Bref, il entend nous faire ingurgiter de l’huile d’olive à en vomir, ce
petit Nosferatu à tête de fouine dont la lie de la société s’imagine qu’il est
un Gaulois de pure souche.
A quoi
sert-il ?
Le
bloc bourgeois, affolé, est divisé face à la montée des périls. L’ordre
dominant doit être restauré avec la plus grande violence si nécessaire, pour le
bien être des 10 à 20 % qui prospèrent sur le néolibéralisme, les gagnants prêts
à tout pour s’enrichir et éviter toute imposition et taxes malencontreuses. Sarko,
l’énervé du karcher, s’est fait virer.
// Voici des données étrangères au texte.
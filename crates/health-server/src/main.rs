//! Health server - the workload whose startup time is measured
//!
//! Answers `/health` with `200 OK` as soon as the listener is bound; every
//! other path is a 404.

use anyhow::Result;
use axum::{routing::any, Router};
use clap::Parser;
use tracing::info;
use tracing_subscriber::{fmt, prelude::*, EnvFilter};

/// Minimal HTTP health endpoint
#[derive(Parser, Debug)]
#[command(name = "health-server")]
#[command(author, version, about, long_about = None)]
struct Cli {
    /// Port to listen on
    #[arg(long, env = "PORT", default_value_t = 8080)]
    port: u16,
}

async fn health() -> &'static str {
    "OK"
}

fn router() -> Router {
    Router::new().route("/health", any(health))
}

// Single-threaded: the container is expected to run with one CPU
#[tokio::main(flavor = "current_thread")]
async fn main() -> Result<()> {
    tracing_subscriber::registry()
        .with(EnvFilter::try_from_default_env().unwrap_or_else(|_| EnvFilter::new("info")))
        .with(fmt::layer().json())
        .init();

    let cli = Cli::parse();

    let addr = format!("0.0.0.0:{}", cli.port);
    let listener = tokio::net::TcpListener::bind(&addr).await?;
    info!(addr = %addr, "Starting health server");

    axum::serve(listener, router()).await?;

    Ok(())
}
//! Error types for startup measurements

use thiserror::Error;

/// Errors raised by a cluster backend
#[derive(Debug, Error)]
pub enum ClusterError {
    /// Kubernetes API error
    #[error("kubernetes error: {0}")]
    Kube(#[from] kube::Error),

    /// Watch stream error
    #[error("watch error: {0}")]
    Watch(#[from] kube::runtime::watcher::Error),

    /// Request rejected by the control plane (name collision, validation, ...)
    #[error("request rejected: {0}")]
    Rejected(String),

    /// A resource could not be decoded into the shape discovery expects
    #[error("decode error: {0}")]
    Decode(String),
}

impl ClusterError {
    pub fn rejected(msg: impl Into<String>) -> Self {
        Self::Rejected(msg.into())
    }

    pub fn decode(msg: impl Into<String>) -> Self {
        Self::Decode(msg.into())
    }

    /// The API server refused our credentials (401) or permissions (403)
    ///
    /// Retrying cannot fix this until the service account or RBAC changes.
    pub fn is_access_denied(&self) -> bool {
        use kube::runtime::watcher::Error as WatchError;

        match self {
            ClusterError::Kube(e) => kube_access_denied(e),
            ClusterError::Watch(
                WatchError::InitialListFailed(e)
                | WatchError::WatchStartFailed(e)
                | WatchError::WatchFailed(e),
            ) => kube_access_denied(e),
            ClusterError::Watch(WatchError::WatchError(resp)) => denied_code(resp.code),
            _ => false,
        }
    }
}

fn kube_access_denied(error: &kube::Error) -> bool {
    matches!(error, kube::Error::Api(resp) if denied_code(resp.code))
}

fn denied_code(code: u16) -> bool {
    code == 401 || code == 403
}

/// Errors that abort a measurement run
#[derive(Debug, Error)]
#[non_exhaustive]
pub enum MeasureError {
    /// The control plane refused to create the workload
    #[error("error creating deployment: {0}")]
    CreateWorkload(#[source] ClusterError),

    /// Watch or list setup failed while discovering the instance address
    #[error("error discovering pod address: {0}")]
    Discovery(#[source] ClusterError),

    /// The event stream ended before any address was reported
    #[error("watch stream closed before an address was assigned")]
    WatchClosed,

    /// The run was cancelled from outside
    #[error("measurement cancelled")]
    Cancelled,

    /// The configured run deadline elapsed
    #[error("measurement exceeded deadline of {0:?}")]
    DeadlineExceeded(std::time::Duration),

    /// The probe HTTP client could not be built
    #[error("http client error: {0}")]
    HttpClient(#[from] reqwest::Error),
}

/// Coarse classification used for metric labels and health reporting
#[derive(Debug, Clone, Copy, PartialEq, Eq)]
pub enum ErrorKind {
    ControlPlane,
    Discovery,
    Cancelled,
    Deadline,
    Internal,
}

impl ErrorKind {
    pub fn as_str(&self) -> &'static str {
        match self {
            ErrorKind::ControlPlane => "control_plane",
            ErrorKind::Discovery => "discovery",
            ErrorKind::Cancelled => "cancelled",
            ErrorKind::Deadline => "deadline",
            ErrorKind::Internal => "internal",
        }
    }
}

impl MeasureError {
    /// A control-plane call failed on credentials or permissions
    pub fn is_access_denied(&self) -> bool {
        match self {
            MeasureError::CreateWorkload(e) | MeasureError::Discovery(e) => e.is_access_denied(),
            _ => false,
        }
    }

    pub fn kind(&self) -> ErrorKind {
        match self {
            MeasureError::CreateWorkload(_) => ErrorKind::ControlPlane,
            MeasureError::Discovery(_) | MeasureError::WatchClosed => ErrorKind::Discovery,
            MeasureError::Cancelled => ErrorKind::Cancelled,
            MeasureError::DeadlineExceeded(_) => ErrorKind::Deadline,
            MeasureError::HttpClient(_) => ErrorKind::Internal,
        }
    }
}
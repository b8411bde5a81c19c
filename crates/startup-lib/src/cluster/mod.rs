//! Cluster control-plane capability
//!
//! The measurement engine talks to the cluster only through
//! [`ClusterBackend`]: create the workload, watch or list its instances, and
//! watch the network plugin's per-instance endpoint records. The production
//! implementation is [`KubeCluster`]; tests substitute an in-memory fake.

mod k8s;

#[cfg(test)]
pub(crate) mod fake;

pub use k8s::{build_deployment, cilium_endpoint_resource, KubeCluster};

use crate::error::ClusterError;
use crate::models::WorkloadSpec;
use async_trait::async_trait;
use futures::stream::BoxStream;

/// Stream of instance status updates in arrival order
pub type InstanceStream = BoxStream<'static, Result<InstanceStatus, ClusterError>>;

/// Stream of network-plugin endpoint updates in arrival order
pub type EndpointStream = BoxStream<'static, Result<EndpointStatus, ClusterError>>;

/// Status of one workload instance (pod) as reported by the control plane
#[derive(Debug, Clone, PartialEq, Eq, Default)]
pub struct InstanceStatus {
    pub name: String,
    pub phase: Option<String>,
    /// Assigned pod address, `None` until the instance is scheduled and networked
    pub address: Option<String>,
}

impl InstanceStatus {
    /// The reported address, ignoring empty strings
    pub fn usable_address(&self) -> Option<&str> {
        self.address.as_deref().filter(|a| !a.is_empty())
    }
}

/// Network-plugin record for one instance
#[derive(Debug, Clone, PartialEq, Eq, Default)]
pub struct EndpointStatus {
    pub name: String,
    /// IPv4 entries of the addressing list, in plugin order (may be empty strings)
    pub ipv4: Vec<String>,
}

impl EndpointStatus {
    /// First populated IPv4 entry
    pub fn first_ipv4(&self) -> Option<&str> {
        self.ipv4.iter().map(String::as_str).find(|a| !a.is_empty())
    }
}

/// Operations the measurement engine needs from the cluster
#[async_trait]
pub trait ClusterBackend: Send + Sync {
    /// Submit the single-replica workload
    async fn create_workload(&self, spec: &WorkloadSpec) -> Result<(), ClusterError>;

    /// Subscribe to instance changes matching a label selector
    async fn watch_instances(&self, selector: &str) -> Result<InstanceStream, ClusterError>;

    /// List instances matching a label selector
    async fn list_instances(&self, selector: &str) -> Result<Vec<InstanceStatus>, ClusterError>;

    /// Subscribe to network-plugin endpoint records matching a label selector
    async fn watch_endpoints(&self, selector: &str) -> Result<EndpointStream, ClusterError>;
}
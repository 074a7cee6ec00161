//! Sliding window of `(local_time, client_offset)` samples used to filter
//! network jitter out of the drift-correction target (spec.md §4.5).

use std::collections::VecDeque;

use timeline_core::GameTime;

#[derive(Debug, Clone, Default)]
pub struct SampleWindow {
    samples: VecDeque<(GameTime, f32)>,
}

impl SampleWindow {
    pub fn new() -> Self {
        Self {
            samples: VecDeque::new(),
        }
    }

    /// Record a sample at `local_time`, then evict anything older than
    /// `period` seconds relative to it.
    pub fn push(&mut self, local_time: GameTime, offset: f32, period: f64) {
        self.samples.push_back((local_time, offset));
        let cutoff = local_time - period;
        while matches!(self.samples.front(), Some((t, _)) if *t < cutoff) {
            self.samples.pop_front();
        }
    }

    pub fn len(&self) -> usize {
        self.samples.len()
    }

    pub fn is_empty(&self) -> bool {
        self.samples.is_empty()
    }

    /// The value at `percentile` (0.0-1.0) of the ascending-sorted offset
    /// samples, or `None` if the window holds no samples (spec.md §4.5
    /// failure mode: "no samples in window").
    pub fn percentile(&self, percentile: f64) -> Option<f32> {
        if self.samples.is_empty() {
            return None;
        }
        let mut offsets: Vec<f32> = self.samples.iter().map(|(_, o)| *o).collect();
        offsets.sort_by(|a, b| a.partial_cmp(b).unwrap());
        let idx = ((offsets.len() as f64) * percentile).floor() as usize;
        Some(offsets[idx.min(offsets.len() - 1)])
    }
}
On a pu éviter Strauss Kahn, le
« brillant économiste » trop libidineux ; Hollande l’ectoplasme
et Valls le laïcard ont bien prôné la déchéance de nationalité, le séparatisme,
ça n’a pas suffi à mater la montée de la colère. Pour les dominants, leur
candidat était Fillon clamant que les caisses de l’Etat étaient vides mais qui
ne pouvait s’empêcher, à l’aide de Pénélope et de sa progéniture d’y piocher
allègrement sans sourciller. Puis, contre toute attente, par effraction, ce fut
le fourbe, arrogant, Macron qui buta sur la mobilisation des Gilets Jaunes et fut
dans l’incapacité de faire aboutir sa contre-réforme des retraites.
Kessler,
apôtre de la mondialisation, avait pourtant fixé le cap : détruire tous les
acquis du Conseil National de la Résistance, la Sécurité Sociale et les trop
dispendieux services publics. Tout devait être marchandisé. Bref, les
représentants de la classe dirigeante ne sont pas à la hauteur des aspirations
des dominants. Tous ces milliardaires trépignent et sont prêts depuis des
lustres à jouer avec le feu incendiaire de l’extrême droite. Le RN dédiabolisé
ne suffit plus, Macron et ses macroniens n’ont pas de colonne vertébrale, faute
d’implantation locale, pour tenir le pays. Il ne reste que la droite droitisée.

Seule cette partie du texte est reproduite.